**What the exercise asks:**
Please filter the data below down to the lines holding the string "CorsLayer".

**** Provided information ****

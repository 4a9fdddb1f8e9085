//! Axum router construction.
//!
//! Assembles all routes (REST + `WebSocket`) into a single [`Router`]
//! with CORS middleware and HTTP request tracing.

use std::sync::Arc;

use axum::Router;
use axum::routing::{get, post};
use tower_http::cors::{Any, CorsLayer};
use tower_http::trace::TraceLayer;

use crate::handlers;
use crate::state::AppState;
use crate::ws;

/// Build the complete Axum router.
///
/// See [`handlers`] for the REST table. The stream socket lives at
/// `GET /ws/simulations/{id}`. `/api/simulations/import` is a static
/// segment and takes precedence over `{id}`.
pub fn build_router(state: Arc<AppState>) -> Router {
    let cors = CorsLayer::new()
        .allow_origin(Any)
        .allow_methods(Any)
        .allow_headers(Any);

    Router::new()
        // Status page
        .route("/", get(handlers::index))
        // WebSocket
        .route("/ws/simulations/{id}", get(ws::ws_simulation))
        // REST API
        .route("/api/health", get(handlers::health))
        .route("/api/presets", get(handlers::list_presets))
        .route(
            "/api/simulations",
            get(handlers::list_simulations).post(handlers::create_simulation),
        )
        .route("/api/simulations/import", post(handlers::import_simulation))
        .route(
            "/api/simulations/{id}",
            get(handlers::get_simulation).delete(handlers::close_simulation),
        )
        .route("/api/simulations/{id}/step", post(handlers::step_simulation))
        .route("/api/simulations/{id}/stats", get(handlers::simulation_stats))
        .route("/api/simulations/{id}/export", get(handlers::export_simulation))
        .layer(cors)
        .layer(TraceLayer::new_for_http())
        .with_state(state)
}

****

**Response:**
use tower_http::cors::{Any, CorsLayer};
    let cors = CorsLayer::new()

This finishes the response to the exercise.